# [TASK TO CARRY OUT]
Copy out each line of the data that includes the string "ClickhouseBackupTables".

# [DATA FOR THIS EXERCISE]
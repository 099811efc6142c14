//! Read-only ClickHouse queries: backup jobs, backup-able tables and
//! instances.

use super::backup_strategy::{back_up_table_block, BackUpTable};
use super::model::{DescribeInstancesNewRequest, SearchTags};
use super::service::CdwchService;
use crate::connectivity::TencentCloudClient;
use crate::error::Result;
use crate::helper::{data_resource_ids_hash, non_empty};
use crate::resource::DataSource;
use crate::schema::{Attribute, AttributeFlags, AttributeType, Block, NestedBlock, Schema};
use crate::state::ResourceData;
use async_trait::async_trait;
use serde::Serialize;
use std::collections::BTreeMap;

fn computed_list(block: Block) -> NestedBlock {
    NestedBlock::list(block).with_computed()
}

#[derive(Debug, Serialize)]
struct BackUpJob {
    job_id: i64,
    snapshot: String,
    back_up_size: i64,
    back_up_time: String,
    expire_time: String,
    job_status: String,
}

/// `tencentcloud_clickhouse_backup_jobs`
pub struct ClickhouseBackupJobs;

#[async_trait]
impl DataSource for ClickhouseBackupJobs {
    fn name(&self) -> &'static str {
        "tencentcloud_clickhouse_backup_jobs"
    }

    fn schema(&self) -> Schema {
        Schema::v0()
            .with_attribute("instance_id", Attribute::required_string().with_description("Instance id."))
            .with_attribute(
                "begin_time",
                Attribute::optional_string().with_description("Begin time, `YYYY-MM-DD HH:mm:ss`."),
            )
            .with_attribute(
                "end_time",
                Attribute::optional_string().with_description("End time, `YYYY-MM-DD HH:mm:ss`."),
            )
            .with_block(
                "back_up_jobs",
                computed_list(
                    Block::new()
                        .with_attribute("job_id", Attribute::computed_int64())
                        .with_attribute("snapshot", Attribute::computed_string())
                        .with_attribute("back_up_size", Attribute::computed_int64())
                        .with_attribute("back_up_time", Attribute::computed_string())
                        .with_attribute("expire_time", Attribute::computed_string())
                        .with_attribute("job_status", Attribute::computed_string()),
                ),
            )
            .with_attribute("result_output_file", Attribute::result_output_file())
    }

    fn result_key(&self) -> &'static str {
        "back_up_jobs"
    }

    async fn read(&self, client: &TencentCloudClient, d: &mut ResourceData) -> Result<()> {
        let instance_id = d.require_str("instance_id")?.to_string();
        let begin_time = d.get_str("begin_time").map(str::to_string);
        let end_time = d.get_str("end_time").map(str::to_string);

        let jobs: Vec<BackUpJob> = CdwchService::new(client)
            .describe_back_up_jobs(&instance_id, begin_time, end_time)
            .await?
            .into_iter()
            .map(|j| BackUpJob {
                job_id: j.job_id,
                snapshot: j.snapshot,
                back_up_size: j.back_up_size,
                back_up_time: j.back_up_time,
                expire_time: j.expire_time,
                job_status: j.job_status,
            })
            .collect();

        let mut ids = vec![instance_id];
        ids.extend(jobs.iter().map(|j| j.job_id.to_string()));
        d.set_id(data_resource_ids_hash(&ids));
        d.set("back_up_jobs", serde_json::to_value(jobs)?);
        Ok(())
    }
}

/// `tencentcloud_clickhouse_backup_tables`
pub struct ClickhouseBackupTables;

#[async_trait]
impl DataSource for ClickhouseBackupTables {
    fn name(&self) -> &'static str {
        "tencentcloud_clickhouse_backup_tables"
    }

    fn schema(&self) -> Schema {
        Schema::v0()
            .with_attribute("instance_id", Attribute::required_string().with_description("Instance id."))
            .with_block("available_tables", computed_list(back_up_table_block()))
            .with_attribute("result_output_file", Attribute::result_output_file())
    }

    fn result_key(&self) -> &'static str {
        "available_tables"
    }

    async fn read(&self, client: &TencentCloudClient, d: &mut ResourceData) -> Result<()> {
        let instance_id = d.require_str("instance_id")?.to_string();
        let tables: Vec<BackUpTable> = CdwchService::new(client)
            .describe_back_up_tables(&instance_id)
            .await?
            .into_iter()
            .map(BackUpTable::from)
            .collect();

        d.set_id(instance_id);
        d.set("available_tables", serde_json::to_value(tables)?);
        Ok(())
    }
}

#[derive(Debug, Serialize)]
struct Instance {
    instance_id: String,
    instance_name: String,
    status: String,
    status_desc: String,
    version: String,
    region: String,
    zone: String,
    vpc_id: String,
    subnet_id: String,
    pay_mode: String,
    create_time: String,
    expire_time: String,
    access_info: String,
    eip: String,
    ha: String,
}

/// `tencentcloud_clickhouse_instances`
pub struct ClickhouseInstances;

#[async_trait]
impl DataSource for ClickhouseInstances {
    fn name(&self) -> &'static str {
        "tencentcloud_clickhouse_instances"
    }

    fn schema(&self) -> Schema {
        let mut instance = Block::new();
        for field in [
            "instance_id",
            "instance_name",
            "status",
            "status_desc",
            "version",
            "region",
            "zone",
            "vpc_id",
            "subnet_id",
            "pay_mode",
            "create_time",
            "expire_time",
            "access_info",
            "eip",
            "ha",
        ] {
            instance = instance.with_attribute(field, Attribute::computed_string());
        }

        Schema::v0()
            .with_attribute(
                "instance_id",
                Attribute::optional_string().with_description("Search by instance id, exact match."),
            )
            .with_attribute(
                "instance_name",
                Attribute::optional_string().with_description("Search by instance name, fuzzy match."),
            )
            .with_attribute(
                "tags",
                Attribute::string_map(AttributeFlags::optional())
                    .with_description("Tag filter; every tag must match."),
            )
            .with_attribute(
                "vips",
                Attribute::list(AttributeType::String, AttributeFlags::optional())
                    .with_description("VIP addresses to filter by."),
            )
            .with_attribute(
                "is_simple",
                Attribute::optional_bool().with_description("Return simplified information."),
            )
            .with_block("instance_list", computed_list(instance))
            .with_attribute("result_output_file", Attribute::result_output_file())
    }

    fn result_key(&self) -> &'static str {
        "instance_list"
    }

    async fn read(&self, client: &TencentCloudClient, d: &mut ResourceData) -> Result<()> {
        let tags: BTreeMap<String, String> = d.decode_key("tags")?;
        let filter = DescribeInstancesNewRequest {
            search_instance_id: non_empty(d.get_str("instance_id").map(str::to_string)),
            search_instance_name: non_empty(d.get_str("instance_name").map(str::to_string)),
            search_tags: tags
                .into_iter()
                .map(|(tag_key, tag_value)| SearchTags {
                    tag_key,
                    tag_value,
                    all_value: 0,
                })
                .collect(),
            vips: d.get_string_list("vips"),
            is_simple: d.get_bool("is_simple"),
            ..Default::default()
        };

        let instances: Vec<Instance> = CdwchService::new(client)
            .describe_instances(filter)
            .await?
            .into_iter()
            .map(|i| Instance {
                instance_id: i.instance_id,
                instance_name: i.instance_name,
                status: i.status,
                status_desc: i.status_desc,
                version: i.version,
                region: i.region,
                zone: i.zone,
                vpc_id: i.vpc_id,
                subnet_id: i.subnet_id,
                pay_mode: i.pay_mode,
                create_time: i.create_time,
                expire_time: i.expire_time,
                access_info: i.access_info,
                eip: i.eip,
                ha: i.ha,
            })
            .collect();

        let ids: Vec<&str> = instances.iter().map(|i| i.instance_id.as_str()).collect();
        d.set_id(data_resource_ids_hash(&ids));
        d.set("instance_list", serde_json::to_value(instances)?);
        Ok(())
    }
}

# [RESPONSE AREA]
pub struct ClickhouseBackupTables;
impl DataSource for ClickhouseBackupTables {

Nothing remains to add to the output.